Scan the data for "trip" and copy each matching line.

________________

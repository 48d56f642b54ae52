//! Per-batch measurement preprocessing.
//!
//! Raw measurement rows are filtered (probe status, self-pings, RTT
//! range), the proxy's RTT overhead is estimated and subtracted when the
//! batch was measured through a proxy, and the result is a clean
//! `{landmark → sorted RTTs}` map plus diagnostic annotations on the
//! batch metadata.
//!
//! # Proxy overhead estimation
//!
//! Three methods, in decreasing order of accuracy:
//!
//! 1. *Router*: a measurement to the `.1` host of the proxy's /24 network
//!    pins down the last-hop overhead: `min(rtt) − 5 ms`.
//! 2. *There-and-back*: otherwise, the smallest min-RTT among landmarks
//!    colocated with the client approximates a full proxy round trip:
//!    `min/2 − 5 ms`.
//! 3. *Clamp*: the adjustment can never exceed `min over all destinations
//!    of min(rtts) − 5 ms`; estimates above it are clamped (and the
//!    unclamped value recorded), and with no prior method the clamp value
//!    itself is the estimate.


use std::collections::BTreeMap;
use std::net::Ipv4Addr;

use tracing::{debug, warn};

use crate::db::{BatchMetadata, MeasurementRow};
use crate::landmarks::LandmarkTable;

/// Probe status for a completed handshake.
pub const STATUS_SUCCESS: i32 = 0;
/// Probe status for ECONNREFUSED; the RST still carries timing.
pub const STATUS_CONN_REFUSED: i32 = 111;

/// RTTs at or above this are dropped as meaningless.
pub const MAX_RTT_MS: f32 = 5_000.0;
/// Post-subtraction RTTs are floored here.
pub const RTT_FLOOR_MS: f32 = 0.1;
/// Margin subtracted from a reference RTT when estimating proxy overhead.
pub const PROXY_MARGIN_MS: f32 = 5.0;
/// A landmark within this many degrees of the client on both axes is
/// considered colocated with it.
pub const COLOCATED_DEGREES: f64 = 0.01;

/// A preprocessed batch: annotated metadata plus per-landmark ascending
/// RTT series. Owned exclusively by one worker.
#[derive(Debug, Clone)]
pub struct PreprocessedBatch {
    pub metadata: BatchMetadata,
    pub series: BTreeMap<Ipv4Addr, Vec<f32>>,
}

/// Filter raw rows, estimate and subtract proxy overhead, and sort each
/// series ascending.
pub fn preprocess_batch(
    mut metadata: BatchMetadata,
    rows: Vec<MeasurementRow>,
    landmarks: &LandmarkTable,
) -> PreprocessedBatch {
    let mut series: BTreeMap<Ipv4Addr, Vec<f32>> = BTreeMap::new();
    let loopback = Ipv4Addr::new(127, 0, 0, 1);

    for row in rows {
        if row.status != STATUS_SUCCESS && row.status != STATUS_CONN_REFUSED {
            continue;
        }
        if row.rtt_ms == 0.0 {
            continue;
        }
        if row.dst == loopback
            || Some(row.dst) == metadata.client_addr
            || Some(row.dst) == metadata.proxy_addr
        {
            continue;
        }
        if !row.rtt_ms.is_finite() || row.rtt_ms < 0.0 || row.rtt_ms >= MAX_RTT_MS {
            warn!(
                batch = metadata.id,
                dst = %row.dst,
                rtt_ms = row.rtt_ms,
                "dropping out-of-range RTT sample"
            );
            continue;
        }
        series.entry(row.dst).or_default().push(row.rtt_ms);
    }

    let adjustment = if metadata.proxied {
        estimate_proxy_overhead(&mut metadata, &series, landmarks)
    } else {
        0.0
    };

    for rtts in series.values_mut() {
        for rtt in rtts.iter_mut() {
            *rtt = (*rtt - adjustment).max(RTT_FLOOR_MS);
        }
        rtts.sort_by(|a, b| a.total_cmp(b));
    }

    PreprocessedBatch { metadata, series }
}

fn series_min(rtts: &[f32]) -> f32 {
    rtts.iter().copied().fold(f32::INFINITY, f32::min)
}

/// Estimate the proxy RTT overhead and record the estimation method and
/// diagnostics into the batch annotations. Returns the adjustment in
/// milliseconds, already clamped and floored at zero.
fn estimate_proxy_overhead(
    metadata: &mut BatchMetadata,
    series: &BTreeMap<Ipv4Addr, Vec<f32>>,
    landmarks: &LandmarkTable,
) -> f32 {
    let mut estimate: Option<(f32, String, Ipv4Addr)> = None;

    // Router method: the .1 host of the proxy's /24 network.
    if let Some(proxy) = metadata.proxy_addr {
        let octets = proxy.octets();
        let router = Ipv4Addr::new(octets[0], octets[1], octets[2], 1);
        if let Some(rtts) = series.get(&router) {
            estimate = Some((
                series_min(rtts) - PROXY_MARGIN_MS,
                "router".to_string(),
                router,
            ));
        }
    }

    // There-and-back method: the nearest colocated landmark's RTT is one
    // proxy round trip plus one (negligible) local hop.
    if estimate.is_none() {
        let colocated = series
            .iter()
            .filter(|(addr, _)| {
                landmarks.get(addr).is_some_and(|lm| {
                    (lm.lat - metadata.client_lat).abs() < COLOCATED_DEGREES
                        && (lm.lon - metadata.client_lon).abs() < COLOCATED_DEGREES
                })
            })
            .map(|(addr, rtts)| (*addr, series_min(rtts)))
            .min_by(|a, b| a.1.total_cmp(&b.1));
        if let Some((addr, min_rtt)) = colocated {
            estimate = Some((
                min_rtt / 2.0 - PROXY_MARGIN_MS,
                "there_and_back".to_string(),
                addr,
            ));
        }
    }

    // Clamp: no destination's series may drop below the margin.
    let clamp = series
        .values()
        .map(|rtts| series_min(rtts))
        .fold(f32::INFINITY, f32::min)
        - PROXY_MARGIN_MS;

    let (mut adjustment, mut method) = match estimate {
        Some((value, method, source)) => {
            metadata.annotate("proxy_rtt_estimation_source", source.to_string());
            (value, method)
        }
        None => (clamp, "clamp".to_string()),
    };

    if adjustment > clamp {
        metadata.annotate("proxy_rtt_estimation_unclamped", adjustment as f64);
        adjustment = clamp;
        method = format!("{method}_clamped");
    }
    adjustment = adjustment.max(0.0);
    if !adjustment.is_finite() {
        // No usable series at all.
        adjustment = 0.0;
    }

    debug!(
        batch = metadata.id,
        adjustment_ms = adjustment,
        method = %method,
        "estimated proxy RTT overhead"
    );
    metadata.annotate("estimated_proxy_rtt", adjustment as f64);
    metadata.annotate("proxy_rtt_estimation_method", method);
    adjustment
}
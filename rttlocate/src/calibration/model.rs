//! Range models: calibrated RTT-to-distance conversion.
//!
//! A range model converts a series of round-trip times to a plausible
//! band of distances over the surface of the Earth. All models consider
//! the smallest RTT first, because it is the one least influenced by
//! delays not due to the true distance.

use serde::{Deserialize, Serialize};

/// Meters of one-way distance per millisecond of round-trip time at the
/// physical propagation limit. Signals in cable propagate at roughly
/// 2/3 c; the division by two converts RTT to one-way travel time.
pub const PHYSICAL_M_PER_RTT_MS: f64 = 299_792_458.0 * (2.0 / 3.0) / 2.0 / 1_000.0;

/// z-score of the 5th/95th percentile of a Gaussian.
const GAUSSIAN_TAIL_Z: f64 = 1.644_853_6;

/// A plausible distance band in meters. `min_m` may be 0; `max_m` may be
/// infinite.
#[derive(Debug, Clone, Copy, PartialEq)]
pub struct DistanceRange {
    pub min_m: f64,
    pub max_m: f64,
}

/// A calibrated RTT-to-distance model for one landmark (or pooled over
/// all landmarks).
///
/// Slopes `m` are in meters per millisecond of RTT; intercepts `b` and
/// spreads are in meters.
#[derive(Debug, Clone, PartialEq, Serialize, Deserialize)]
#[serde(tag = "model", rename_all = "kebab-case")]
pub enum RangeModel {
    /// Constraint-Based Geolocation bestline: an upper bound only.
    Cbg { m: f64, b: f64 },
    /// Octant-style bound; same shape as CBG at ranging time.
    Octant { m: f64, b: f64 },
    /// Spotter with a uniform prior: an upper bound only.
    SpotterUniform { m: f64, b: f64 },
    /// Spotter with a Gaussian prior: a two-sided band at the 5th and
    /// 95th percentiles of the modeled distance distribution.
    SpotterGaussian { m: f64, b: f64, spread: f64 },
}

impl RangeModel {
    /// Distance band for a sorted, ascending series of RTTs in
    /// milliseconds. The series must be non-empty.
    pub fn range(&self, rtts: &[f32]) -> DistanceRange {
        debug_assert!(!rtts.is_empty(), "range() requires at least one RTT");
        if rtts.is_empty() {
            return DistanceRange {
                min_m: 0.0,
                max_m: 0.0,
            };
        }
        let min_rtt = rtts[0] as f64;
        match *self {
            RangeModel::Cbg { m, b }
            | RangeModel::Octant { m, b }
            | RangeModel::SpotterUniform { m, b } => DistanceRange {
                min_m: 0.0,
                max_m: (m * min_rtt + b).max(0.0),
            },
            RangeModel::SpotterGaussian { m, b, spread } => {
                let mean_rtt = rtts.iter().map(|&r| r as f64).sum::<f64>() / rtts.len() as f64;
                let mu = m * mean_rtt + b;
                DistanceRange {
                    min_m: (mu - GAUSSIAN_TAIL_Z * spread).max(0.0),
                    max_m: (mu + GAUSSIAN_TAIL_Z * spread).max(0.0),
                }
            }
        }
    }
}

/// Distance band permitted by the speed of light in cable, for a minimum
/// observed RTT in milliseconds.
pub fn physical_range(min_rtt_ms: f64) -> DistanceRange {
    DistanceRange {
        min_m: 0.0,
        max_m: PHYSICAL_M_PER_RTT_MS * min_rtt_ms.max(0.0),
    }
}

________________

**OUTPUT BELOW:**
//!    colocated with the client approximates a full proxy round trip:
    // proxy round trip plus one (negligible) local hop.
//! A range model converts a series of round-trip times to a plausible
/// Meters of one-way distance per millisecond of round-trip time at the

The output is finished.